Appearing before the Parliamentary Joint Committee on Corporations and Financial Services on 4 October, AFCA’s lead ombudsman for investments and advice, Shail Singh, discussed the wholesale investor and wholesale client test.
This inquiry is exploring possible changes to the wholesale test in light of a growing number of consumers reaching the sophisticated investor threshold as a result of increased residential property values.
Given the complexities of being classed as a wholesale investor, Singh said advisers have a duty to ensure individuals are not being misclassified. This is a factor that will be considered if a dispute later makes its way to AFCA.
He said: “It is not merely enough for the adviser to look just at the certificate and say, ‘Well the $2.5m mark has been hit’. They still need to check if this particular consumer understands the consequences of being classified as a wholesale investor and they have ethical duties to do so as well.”
Wholesale investors typically forfeit a large volume of consumer protections available to retail investors and can invest in “riskier” products such as private equity, unlisted bonds and venture capital opportunities which may be illiquid and potentially incur greater losses.
Currently, if a firm offers both retail and wholesale advice, then they need to join AFCA and their wholesale investors are able to submit a complaint. But if the firm offers work with wholesale clients, then AFCA membership is voluntary and its investors are assumed to know they have foregone the retail client protections.
AFCA may not necessarily accept a complaint from a wholesale investor unless there are compelling reasons for it to do so.
This was clarified further in a recent review of AFCA by Treasury where one recommendation from that, Shail told the committee, was complaints should be excluded from these types of investors unless they had been misclassified.
The review stated: “AFCA should exclude complaints from sophisticated or professional investors, unless there is evidence that they have been incorrectly or inappropriately classified.”

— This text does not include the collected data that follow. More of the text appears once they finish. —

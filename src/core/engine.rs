//! 파일 작업 엔진
//!
//! 작업 하나가 tokio 태스크 하나다. 항목별 I/O는 `spawn_blocking`으로 돌리고,
//! 진행 상태와 충돌 질문은 이벤트 채널로 전경 루프에 보낸다.
//! 충돌 응답은 oneshot으로 받으며 기다리는 동안 멈추는 것은 해당 태스크뿐이다.

use crate::models::operation::{
    CancelToken, ConflictResolution, ItemStatus, OperationId, OperationProgress,
    OperationRequest, OperationStatus, OperationSummary, Verb,
};
use crate::models::EntryKind;
use crate::system::filesystem::FileSystem;
use crate::utils::error::{Result, TwinError};
use std::collections::HashMap;
use std::path::{Path, PathBuf};
use std::sync::{Arc, Mutex, MutexGuard, PoisonError};
use std::time::{Duration, Instant};
use tokio::runtime::Handle;
use tokio::sync::{mpsc, oneshot};
use tokio::task::JoinHandle;

/// 진행 이벤트 최소 간격
pub const PROGRESS_INTERVAL: Duration = Duration::from_millis(50);

/// 엔진이 전경 루프로 보내는 이벤트
#[derive(Debug)]
pub enum EngineEvent {
    Progress {
        id: OperationId,
        progress: OperationProgress,
    },
    /// 대상이 이미 있음. `reply`를 버리면 Abort로 간주한다.
    Conflict {
        id: OperationId,
        source: PathBuf,
        target: PathBuf,
        reply: oneshot::Sender<ConflictResolution>,
    },
    Finished(OperationSummary),
}

/// 제출된 작업 핸들
#[derive(Debug)]
pub struct OperationHandle {
    id: OperationId,
    cancel: CancelToken,
    join: JoinHandle<OperationSummary>,
}

impl OperationHandle {
    pub fn id(&self) -> OperationId {
        self.id
    }

    pub fn cancel(&self) {
        self.cancel.cancel();
    }

    /// 작업이 종결 상태가 될 때까지 기다린다
    pub async fn wait(self) -> Result<OperationSummary> {
        self.join.await.map_err(join_error)
    }
}

struct InFlight {
    scope: Vec<PathBuf>,
    cancel: CancelToken,
}

type InFlightMap = Arc<Mutex<HashMap<OperationId, InFlight>>>;

pub struct OperationEngine {
    fs: Arc<dyn FileSystem>,
    runtime: Handle,
    events: mpsc::UnboundedSender<EngineEvent>,
    in_flight: InFlightMap,
}

impl OperationEngine {
    pub fn new(
        fs: Arc<dyn FileSystem>,
        runtime: Handle,
    ) -> (Self, mpsc::UnboundedReceiver<EngineEvent>) {
        let (events, rx) = mpsc::unbounded_channel();
        let engine = Self {
            fs,
            runtime,
            events,
            in_flight: Arc::new(Mutex::new(HashMap::new())),
        };
        (engine, rx)
    }

    /// 작업을 백그라운드로 넘기고 바로 돌아온다
    ///
    /// 잠금 범위가 진행 중인 작업과 겹치면 태스크를 만들지 않고 `Busy`.
    pub fn submit(&self, mut request: OperationRequest) -> Result<OperationHandle> {
        let scope = lock_scope(&request);
        {
            let mut in_flight = lock(&self.in_flight);
            for running in in_flight.values() {
                if let Some(path) = overlapping(&scope, &running.scope) {
                    tracing::info!(id = request.id, path = %path.display(), "operation rejected: busy");
                    return Err(TwinError::Busy { path });
                }
            }
            in_flight.insert(
                request.id,
                InFlight {
                    scope,
                    cancel: request.cancel_token(),
                },
            );
        }

        request.status = OperationStatus::InProgress;
        let id = request.id;
        let cancel = request.cancel_token();
        tracing::info!(
            id,
            verb = request.verb.name(),
            items = request.items.len(),
            "operation submitted"
        );

        let worker = Worker {
            fs: Arc::clone(&self.fs),
            events: self.events.clone(),
        };
        let in_flight = Arc::clone(&self.in_flight);
        let join = self.runtime.spawn(async move {
            let summary = worker.run(request).await;
            lock(&in_flight).remove(&summary.id);
            tracing::info!(id = summary.id, status = ?summary.status, "operation finished");
            let _ = worker.events.send(EngineEvent::Finished(summary.clone()));
            summary
        });

        Ok(OperationHandle { id, cancel, join })
    }

    /// 취소 플래그 설정. 진행 중인 작업이 없으면 false.
    pub fn cancel(&self, id: OperationId) -> bool {
        match lock(&self.in_flight).get(&id) {
            Some(running) => {
                running.cancel.cancel();
                true
            }
            None => false,
        }
    }

    pub fn cancel_all(&self) {
        for running in lock(&self.in_flight).values() {
            running.cancel.cancel();
        }
    }

    pub fn running_count(&self) -> usize {
        lock(&self.in_flight).len()
    }
}

fn lock<T>(mutex: &Mutex<T>) -> MutexGuard<'_, T> {
    mutex.lock().unwrap_or_else(PoisonError::into_inner)
}

/// 작업이 점유하는 경로: 대상 디렉토리, Delete는 소스 경로
fn lock_scope(request: &OperationRequest) -> Vec<PathBuf> {
    match (request.verb, request.destination()) {
        (Verb::Delete, _) | (_, None) => request.sources().to_vec(),
        (_, Some(dest)) => vec![dest.to_path_buf()],
    }
}

/// 한쪽이 다른 쪽의 접두 경로이면 겹친다
fn overlapping(a: &[PathBuf], b: &[PathBuf]) -> Option<PathBuf> {
    a.iter()
        .find(|pa| b.iter().any(|pb| pa.starts_with(pb) || pb.starts_with(pa)))
        .cloned()
}

/// 진행 이벤트 빈도 제한
struct Throttle {
    last: Option<Instant>,
}

impl Throttle {
    fn new() -> Self {
        Self { last: None }
    }

    fn ready(&mut self) -> bool {
        let now = Instant::now();
        match self.last {
            Some(last) if now.duration_since(last) < PROGRESS_INTERVAL => false,
            _ => {
                self.last = Some(now);
                true
            }
        }
    }
}

/// 충돌 처리 후 항목을 어떻게 할지
enum ConflictStep {
    Proceed { overwrite: bool },
    Skip,
    Abort,
}

struct Worker {
    fs: Arc<dyn FileSystem>,
    events: mpsc::UnboundedSender<EngineEvent>,
}

impl Worker {
    async fn run(&self, mut request: OperationRequest) -> OperationSummary {
        let id = request.id;
        let verb = request.verb;
        let cancel = request.cancel_token();

        let total_bytes = match verb {
            Verb::Copy | Verb::Move => {
                let fs = Arc::clone(&self.fs);
                let sources = request.sources().to_vec();
                tokio::task::spawn_blocking(move || {
                    sources.iter().map(|s| fs.measure(s)).sum::<u64>()
                })
                .await
                .unwrap_or(0)
            }
            Verb::Delete | Verb::Mkdir => 0,
        };

        let mut progress = OperationProgress::new(verb, request.items.len(), total_bytes);
        let mut remembered: Option<ConflictResolution> = None;
        let mut cancelled = false;

        for index in 0..request.items.len() {
            if cancel.is_cancelled() {
                cancelled = true;
                break;
            }

            let source = request.items[index].source.clone();
            let target = request.items[index].target.clone();
            request.items[index].status = ItemStatus::InProgress;
            progress.current = request.items[index].display_name();
            self.emit_progress(id, &progress);

            let outcome = match (verb, target) {
                (Verb::Delete, _) => {
                    let fs = Arc::clone(&self.fs);
                    blocking(move || fs.delete_entry(&source, true).map(|_| 0)).await
                }
                (Verb::Mkdir, Some(target)) => {
                    let fs = Arc::clone(&self.fs);
                    blocking(move || fs.mkdir(&target).map(|_| 0)).await
                }
                (Verb::Copy | Verb::Move, Some(target)) => {
                    match self
                        .resolve_conflict(id, &source, &target, &mut remembered)
                        .await
                    {
                        Ok(ConflictStep::Proceed { overwrite }) => {
                            let (result, updated) = self
                                .transfer(id, verb, source, target, overwrite, progress.clone())
                                .await;
                            progress = updated;
                            result
                        }
                        Ok(ConflictStep::Skip) => {
                            request.items[index].status = ItemStatus::Skipped;
                            progress.items_done += 1;
                            continue;
                        }
                        Ok(ConflictStep::Abort) => {
                            tracing::info!(id, "operation aborted at conflict");
                            cancelled = true;
                            break;
                        }
                        Err(err) => Err(err),
                    }
                }
                (_, None) => Err(TwinError::NotFound { path: source }),
            };

            let item = &mut request.items[index];
            match outcome {
                Ok(_) => item.status = ItemStatus::Done,
                Err(err) => {
                    tracing::warn!(id, source = %item.source.display(), error = %err, "item failed");
                    item.status = ItemStatus::Failed(err.kind());
                    item.error = Some(err.to_string());
                }
            }
            progress.items_done += 1;
        }

        if cancelled {
            request.skip_remaining();
        }
        request.status = request.resolve_status(cancelled);
        self.emit(EngineEvent::Progress { id, progress });
        request.into_summary()
    }

    /// 대상 존재 여부를 확인하고 필요하면 사용자에게 묻는다
    async fn resolve_conflict(
        &self,
        id: OperationId,
        source: &Path,
        target: &Path,
        remembered: &mut Option<ConflictResolution>,
    ) -> Result<ConflictStep> {
        let exists = {
            let fs = Arc::clone(&self.fs);
            let (source, target) = (source.to_path_buf(), target.to_path_buf());
            blocking(move || {
                check_paths(fs.as_ref(), &source, &target)?;
                Ok(fs.exists(&target))
            })
            .await?
        };
        if !exists {
            return Ok(ConflictStep::Proceed { overwrite: false });
        }

        let answer = match *remembered {
            Some(answer) => answer,
            None => self.ask(id, source, target).await,
        };
        if let Some(all) = answer.remembered() {
            *remembered = Some(all);
        }
        tracing::debug!(id, target = %target.display(), ?answer, "conflict resolved");

        Ok(match answer {
            ConflictResolution::Overwrite | ConflictResolution::OverwriteAll => {
                ConflictStep::Proceed { overwrite: true }
            }
            ConflictResolution::Skip | ConflictResolution::SkipAll => ConflictStep::Skip,
            ConflictResolution::Abort => ConflictStep::Abort,
        })
    }

    async fn ask(&self, id: OperationId, source: &Path, target: &Path) -> ConflictResolution {
        let (reply, answer) = oneshot::channel();
        let event = EngineEvent::Conflict {
            id,
            source: source.to_path_buf(),
            target: target.to_path_buf(),
            reply,
        };
        if self.events.send(event).is_err() {
            return ConflictResolution::Abort;
        }
        answer.await.unwrap_or(ConflictResolution::Abort)
    }

    /// 복사 또는 이동 한 항목. 갱신된 진행 상태를 함께 돌려준다.
    async fn transfer(
        &self,
        id: OperationId,
        verb: Verb,
        source: PathBuf,
        target: PathBuf,
        overwrite: bool,
        mut progress: OperationProgress,
    ) -> (Result<u64>, OperationProgress) {
        let fs = Arc::clone(&self.fs);
        let events = self.events.clone();
        let fallback = progress.clone();

        let joined = tokio::task::spawn_blocking(move || {
            let mut throttle = Throttle::new();
            let mut moved = 0u64;
            let mut on_progress = |n: u64| {
                moved += n;
                progress.bytes_done += n;
                if throttle.ready() {
                    let _ = events.send(EngineEvent::Progress {
                        id,
                        progress: progress.clone(),
                    });
                }
            };

            let result = (|| -> Result<()> {
                if overwrite {
                    clear_target(fs.as_ref(), &source, &target)?;
                }
                match verb {
                    Verb::Move => fs.move_entry(&source, &target, &mut on_progress),
                    _ => fs.copy_entry(&source, &target, &mut on_progress).map(|_| ()),
                }
            })();
            drop(on_progress);
            (result.map(|_| moved), progress)
        })
        .await;

        match joined {
            Ok(pair) => pair,
            Err(e) => (Err(join_error(e)), fallback),
        }
    }

    fn emit_progress(&self, id: OperationId, progress: &OperationProgress) {
        self.emit(EngineEvent::Progress {
            id,
            progress: progress.clone(),
        });
    }

    fn emit(&self, event: EngineEvent) {
        // 수신자가 없으면 UI가 이미 종료된 것
        let _ = self.events.send(event);
    }
}

/// 같은 경로, 자기 자신 안으로, 자신을 품은 상위 위로의 복사/이동 금지
///
/// 대상이 소스의 상위이면 덮어쓰기 전 정리 단계가 소스까지 지운다.
fn check_paths(fs: &dyn FileSystem, source: &Path, target: &Path) -> Result<()> {
    if source == target {
        return Err(TwinError::SameSourceAndDest {
            path: source.to_path_buf(),
        });
    }
    if source.starts_with(target) {
        return Err(TwinError::TargetContainsSource {
            src: source.to_path_buf(),
            dest: target.to_path_buf(),
        });
    }
    let source_entry = fs.stat(source)?;
    if source_entry.kind == EntryKind::Directory && target.starts_with(source) {
        return Err(TwinError::RecursiveTarget {
            src: source.to_path_buf(),
            dest: target.to_path_buf(),
        });
    }
    Ok(())
}

/// 덮어쓰기 준비. 파일→파일은 제자리에서 덮어쓰고, 그 밖에는 기존 대상을 지운다.
fn clear_target(fs: &dyn FileSystem, source: &Path, target: &Path) -> Result<()> {
    let source_kind = fs.stat(source)?.kind;
    let target_kind = match fs.stat(target) {
        Ok(entry) => entry.kind,
        Err(TwinError::NotFound { .. }) => return Ok(()),
        Err(err) => return Err(err),
    };
    if source_kind == EntryKind::File && target_kind == EntryKind::File {
        return Ok(());
    }
    fs.delete_entry(target, true)
}

async fn blocking<T, F>(f: F) -> Result<T>
where
    F: FnOnce() -> Result<T> + Send + 'static,
    T: Send + 'static,
{
    tokio::task::spawn_blocking(f).await.map_err(join_error)?
}

/// 런타임 종료로 태스크가 버려졌으면 Cancelled
fn join_error(err: tokio::task::JoinError) -> TwinError {
    if err.is_cancelled() {
        TwinError::Cancelled
    } else {
        TwinError::Io(std::io::Error::other(err.to_string()))
    }
}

Expanding on this, Shail said: “We recently had a review by Treasury and that recommended we should be excluding complaints from professional and sophisticated investors unless they are misclassified. It didn’t talk about wholesale by net worth at all.
“If we think there has been a misclassification or an allegation of misclassification, then we progress the complaint. If we think that the financial firm has followed all relevant processes and the person is truly wholesale and knows of the consequences, then our approach would be to exclude those matters under our discretion.”
Possible reasons that AFCA would look into a case include a failure by the adviser to inform clients about the wholesale classification implications, failure to assess a client’s suitability for the classification, inappropriately recording a trustee as a wholesale client, and misclassifying a retail client as wholesale.